[WHAT YOU ARE ASKED TO DO] Scan the listing for "Serialize" and copy out each line that has it.
*** ENTRIES PROVIDED Section Begins ***
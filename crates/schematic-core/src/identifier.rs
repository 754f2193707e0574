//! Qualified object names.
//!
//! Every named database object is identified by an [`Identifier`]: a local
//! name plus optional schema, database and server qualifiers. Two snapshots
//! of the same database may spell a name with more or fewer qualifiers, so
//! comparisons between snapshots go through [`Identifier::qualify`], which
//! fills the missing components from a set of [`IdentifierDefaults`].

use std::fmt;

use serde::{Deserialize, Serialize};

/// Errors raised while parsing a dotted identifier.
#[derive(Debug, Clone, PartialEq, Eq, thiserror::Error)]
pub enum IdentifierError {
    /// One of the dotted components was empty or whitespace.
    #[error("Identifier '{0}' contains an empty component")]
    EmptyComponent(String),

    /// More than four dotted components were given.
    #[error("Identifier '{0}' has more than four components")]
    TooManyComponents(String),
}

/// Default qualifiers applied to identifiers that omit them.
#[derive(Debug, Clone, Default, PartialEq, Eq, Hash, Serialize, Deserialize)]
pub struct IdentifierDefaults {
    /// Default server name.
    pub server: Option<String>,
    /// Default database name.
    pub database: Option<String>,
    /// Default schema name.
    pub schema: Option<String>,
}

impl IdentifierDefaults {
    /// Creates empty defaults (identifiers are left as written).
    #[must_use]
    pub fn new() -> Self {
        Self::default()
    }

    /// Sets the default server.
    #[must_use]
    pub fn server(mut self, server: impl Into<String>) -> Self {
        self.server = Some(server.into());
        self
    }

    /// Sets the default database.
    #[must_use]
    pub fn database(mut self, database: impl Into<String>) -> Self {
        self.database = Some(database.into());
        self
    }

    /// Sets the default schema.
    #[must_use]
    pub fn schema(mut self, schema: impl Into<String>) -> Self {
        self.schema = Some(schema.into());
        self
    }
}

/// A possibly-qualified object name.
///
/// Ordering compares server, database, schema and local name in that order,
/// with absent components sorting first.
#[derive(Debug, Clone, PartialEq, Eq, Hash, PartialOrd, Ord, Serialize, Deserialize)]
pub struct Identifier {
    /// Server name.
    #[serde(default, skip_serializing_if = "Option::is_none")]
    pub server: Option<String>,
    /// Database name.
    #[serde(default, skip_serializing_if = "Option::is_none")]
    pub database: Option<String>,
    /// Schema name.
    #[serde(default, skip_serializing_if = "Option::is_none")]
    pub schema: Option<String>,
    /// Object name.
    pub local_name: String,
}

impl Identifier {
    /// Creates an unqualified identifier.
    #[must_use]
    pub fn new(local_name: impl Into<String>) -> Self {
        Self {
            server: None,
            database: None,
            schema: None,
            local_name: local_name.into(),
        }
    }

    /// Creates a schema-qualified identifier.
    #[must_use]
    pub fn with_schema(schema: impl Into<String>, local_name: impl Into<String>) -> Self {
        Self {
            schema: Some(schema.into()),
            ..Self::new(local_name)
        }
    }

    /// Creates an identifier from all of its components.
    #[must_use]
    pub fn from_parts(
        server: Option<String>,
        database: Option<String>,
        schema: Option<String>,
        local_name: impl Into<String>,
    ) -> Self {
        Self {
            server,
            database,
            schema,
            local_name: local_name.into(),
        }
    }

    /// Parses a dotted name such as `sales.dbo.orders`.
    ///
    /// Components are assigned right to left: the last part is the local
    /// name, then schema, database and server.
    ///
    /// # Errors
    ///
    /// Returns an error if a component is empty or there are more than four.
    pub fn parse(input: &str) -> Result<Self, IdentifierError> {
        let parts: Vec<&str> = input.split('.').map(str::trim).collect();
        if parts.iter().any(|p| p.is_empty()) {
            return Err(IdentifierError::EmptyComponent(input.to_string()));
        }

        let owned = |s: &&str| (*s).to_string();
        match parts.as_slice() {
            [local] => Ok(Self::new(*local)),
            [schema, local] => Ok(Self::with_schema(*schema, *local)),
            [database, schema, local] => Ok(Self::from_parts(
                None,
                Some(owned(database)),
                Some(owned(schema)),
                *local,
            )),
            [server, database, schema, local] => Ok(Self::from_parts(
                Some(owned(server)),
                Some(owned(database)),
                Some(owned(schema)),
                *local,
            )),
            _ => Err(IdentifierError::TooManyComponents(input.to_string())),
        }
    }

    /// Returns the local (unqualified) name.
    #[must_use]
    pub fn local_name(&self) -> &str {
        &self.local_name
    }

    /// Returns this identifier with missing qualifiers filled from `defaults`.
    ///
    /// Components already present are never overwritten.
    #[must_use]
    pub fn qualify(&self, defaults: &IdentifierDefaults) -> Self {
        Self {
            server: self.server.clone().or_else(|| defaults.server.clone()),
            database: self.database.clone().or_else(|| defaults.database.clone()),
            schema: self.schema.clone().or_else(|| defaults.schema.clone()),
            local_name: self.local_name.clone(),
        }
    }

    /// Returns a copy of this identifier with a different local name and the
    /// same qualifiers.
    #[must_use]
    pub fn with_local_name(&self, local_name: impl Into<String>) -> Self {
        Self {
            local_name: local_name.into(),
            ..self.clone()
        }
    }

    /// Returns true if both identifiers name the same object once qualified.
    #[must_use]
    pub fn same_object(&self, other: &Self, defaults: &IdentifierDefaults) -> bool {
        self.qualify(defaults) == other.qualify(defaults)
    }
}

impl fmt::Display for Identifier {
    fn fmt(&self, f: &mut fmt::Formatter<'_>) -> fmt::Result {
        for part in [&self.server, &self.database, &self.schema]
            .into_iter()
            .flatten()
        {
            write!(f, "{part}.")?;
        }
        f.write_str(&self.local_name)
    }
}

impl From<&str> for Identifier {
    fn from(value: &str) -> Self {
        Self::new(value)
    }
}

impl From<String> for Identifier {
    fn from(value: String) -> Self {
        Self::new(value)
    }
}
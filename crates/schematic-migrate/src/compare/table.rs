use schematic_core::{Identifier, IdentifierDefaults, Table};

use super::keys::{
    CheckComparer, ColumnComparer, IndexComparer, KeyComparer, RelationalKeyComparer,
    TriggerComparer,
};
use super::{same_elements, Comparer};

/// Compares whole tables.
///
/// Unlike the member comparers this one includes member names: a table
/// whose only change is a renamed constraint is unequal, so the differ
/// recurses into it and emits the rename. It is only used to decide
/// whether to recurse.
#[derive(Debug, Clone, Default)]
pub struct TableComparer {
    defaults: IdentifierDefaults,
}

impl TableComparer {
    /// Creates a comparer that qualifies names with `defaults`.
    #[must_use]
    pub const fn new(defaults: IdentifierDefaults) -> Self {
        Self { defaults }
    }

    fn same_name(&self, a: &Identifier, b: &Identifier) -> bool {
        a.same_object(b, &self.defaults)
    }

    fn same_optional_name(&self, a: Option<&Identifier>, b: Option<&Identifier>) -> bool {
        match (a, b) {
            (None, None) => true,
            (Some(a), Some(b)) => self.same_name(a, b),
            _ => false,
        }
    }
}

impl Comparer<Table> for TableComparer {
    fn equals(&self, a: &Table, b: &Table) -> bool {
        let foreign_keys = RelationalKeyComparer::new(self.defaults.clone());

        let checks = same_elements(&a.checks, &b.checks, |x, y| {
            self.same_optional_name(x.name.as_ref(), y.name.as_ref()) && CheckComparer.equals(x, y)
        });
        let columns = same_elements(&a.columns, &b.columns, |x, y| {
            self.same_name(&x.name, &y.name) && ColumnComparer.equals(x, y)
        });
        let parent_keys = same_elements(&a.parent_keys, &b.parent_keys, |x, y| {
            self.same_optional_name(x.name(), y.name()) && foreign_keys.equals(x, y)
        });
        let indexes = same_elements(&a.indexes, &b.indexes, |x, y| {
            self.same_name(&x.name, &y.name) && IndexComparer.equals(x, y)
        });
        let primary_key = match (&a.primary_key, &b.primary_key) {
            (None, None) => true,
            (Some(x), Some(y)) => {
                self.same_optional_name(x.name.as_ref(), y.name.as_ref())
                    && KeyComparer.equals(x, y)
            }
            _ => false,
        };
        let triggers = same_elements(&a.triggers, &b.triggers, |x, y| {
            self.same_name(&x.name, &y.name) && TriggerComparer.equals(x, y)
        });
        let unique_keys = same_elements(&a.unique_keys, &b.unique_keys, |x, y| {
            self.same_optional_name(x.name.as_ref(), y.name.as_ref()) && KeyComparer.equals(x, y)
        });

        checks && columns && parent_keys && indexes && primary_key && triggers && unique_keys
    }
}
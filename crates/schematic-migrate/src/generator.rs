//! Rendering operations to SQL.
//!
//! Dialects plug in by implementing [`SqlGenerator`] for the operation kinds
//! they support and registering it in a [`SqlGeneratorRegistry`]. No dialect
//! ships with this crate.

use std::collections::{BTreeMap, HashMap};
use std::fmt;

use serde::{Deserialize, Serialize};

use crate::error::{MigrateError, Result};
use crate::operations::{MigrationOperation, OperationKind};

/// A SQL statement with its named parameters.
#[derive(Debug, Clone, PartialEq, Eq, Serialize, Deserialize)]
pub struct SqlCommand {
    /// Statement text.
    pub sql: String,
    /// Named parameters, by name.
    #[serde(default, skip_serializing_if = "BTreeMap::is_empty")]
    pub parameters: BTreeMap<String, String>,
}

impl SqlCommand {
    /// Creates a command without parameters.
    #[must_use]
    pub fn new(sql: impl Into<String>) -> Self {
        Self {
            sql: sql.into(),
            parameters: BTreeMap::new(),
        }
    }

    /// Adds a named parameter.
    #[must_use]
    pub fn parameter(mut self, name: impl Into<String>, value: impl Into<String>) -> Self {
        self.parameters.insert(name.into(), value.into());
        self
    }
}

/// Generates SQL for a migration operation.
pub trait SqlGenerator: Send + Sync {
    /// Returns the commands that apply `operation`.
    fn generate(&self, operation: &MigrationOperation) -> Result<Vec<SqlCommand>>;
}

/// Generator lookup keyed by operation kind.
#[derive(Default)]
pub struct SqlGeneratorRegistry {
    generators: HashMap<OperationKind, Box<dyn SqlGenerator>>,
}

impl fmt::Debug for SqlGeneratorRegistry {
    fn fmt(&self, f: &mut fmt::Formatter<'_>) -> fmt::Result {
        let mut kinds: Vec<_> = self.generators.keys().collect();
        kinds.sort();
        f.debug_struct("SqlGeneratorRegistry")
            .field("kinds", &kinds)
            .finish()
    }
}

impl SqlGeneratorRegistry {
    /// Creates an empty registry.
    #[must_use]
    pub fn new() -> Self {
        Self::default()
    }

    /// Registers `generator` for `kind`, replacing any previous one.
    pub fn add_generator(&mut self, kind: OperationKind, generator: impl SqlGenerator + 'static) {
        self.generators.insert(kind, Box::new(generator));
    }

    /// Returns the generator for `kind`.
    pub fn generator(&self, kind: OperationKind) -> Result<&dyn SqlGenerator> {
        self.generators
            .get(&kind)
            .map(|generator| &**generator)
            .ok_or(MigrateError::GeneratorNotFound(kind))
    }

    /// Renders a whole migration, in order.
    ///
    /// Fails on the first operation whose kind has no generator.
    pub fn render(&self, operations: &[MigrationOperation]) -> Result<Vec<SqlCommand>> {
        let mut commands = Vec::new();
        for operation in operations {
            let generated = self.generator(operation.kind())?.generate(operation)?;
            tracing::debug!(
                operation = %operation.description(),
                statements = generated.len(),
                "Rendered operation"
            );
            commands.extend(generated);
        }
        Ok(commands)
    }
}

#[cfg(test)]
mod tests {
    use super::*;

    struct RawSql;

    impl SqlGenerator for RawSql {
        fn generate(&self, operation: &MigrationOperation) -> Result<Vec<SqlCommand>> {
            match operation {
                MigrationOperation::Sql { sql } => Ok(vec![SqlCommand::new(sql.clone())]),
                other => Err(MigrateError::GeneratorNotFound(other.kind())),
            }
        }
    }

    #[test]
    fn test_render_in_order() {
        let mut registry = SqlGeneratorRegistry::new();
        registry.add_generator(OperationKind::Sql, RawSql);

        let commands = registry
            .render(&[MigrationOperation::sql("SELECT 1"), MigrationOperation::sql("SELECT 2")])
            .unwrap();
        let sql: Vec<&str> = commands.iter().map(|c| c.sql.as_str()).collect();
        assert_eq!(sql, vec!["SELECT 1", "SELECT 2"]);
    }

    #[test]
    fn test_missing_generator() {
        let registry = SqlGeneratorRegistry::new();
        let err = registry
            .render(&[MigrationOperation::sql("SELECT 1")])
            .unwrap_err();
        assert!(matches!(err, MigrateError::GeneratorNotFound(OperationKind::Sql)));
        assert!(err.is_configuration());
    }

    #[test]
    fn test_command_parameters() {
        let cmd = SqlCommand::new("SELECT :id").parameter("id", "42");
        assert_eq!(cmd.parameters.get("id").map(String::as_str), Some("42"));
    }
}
*** ENTRIES PROVIDED Section Ends ***
[SOLUTION]
use serde::{Deserialize, Serialize};
#[derive(Debug, Clone, Default, PartialEq, Eq, Hash, Serialize, Deserialize)]
#[derive(Debug, Clone, PartialEq, Eq, Hash, PartialOrd, Ord, Serialize, Deserialize)]
use serde::{Deserialize, Serialize};
#[derive(Debug, Clone, PartialEq, Eq, Serialize, Deserialize)]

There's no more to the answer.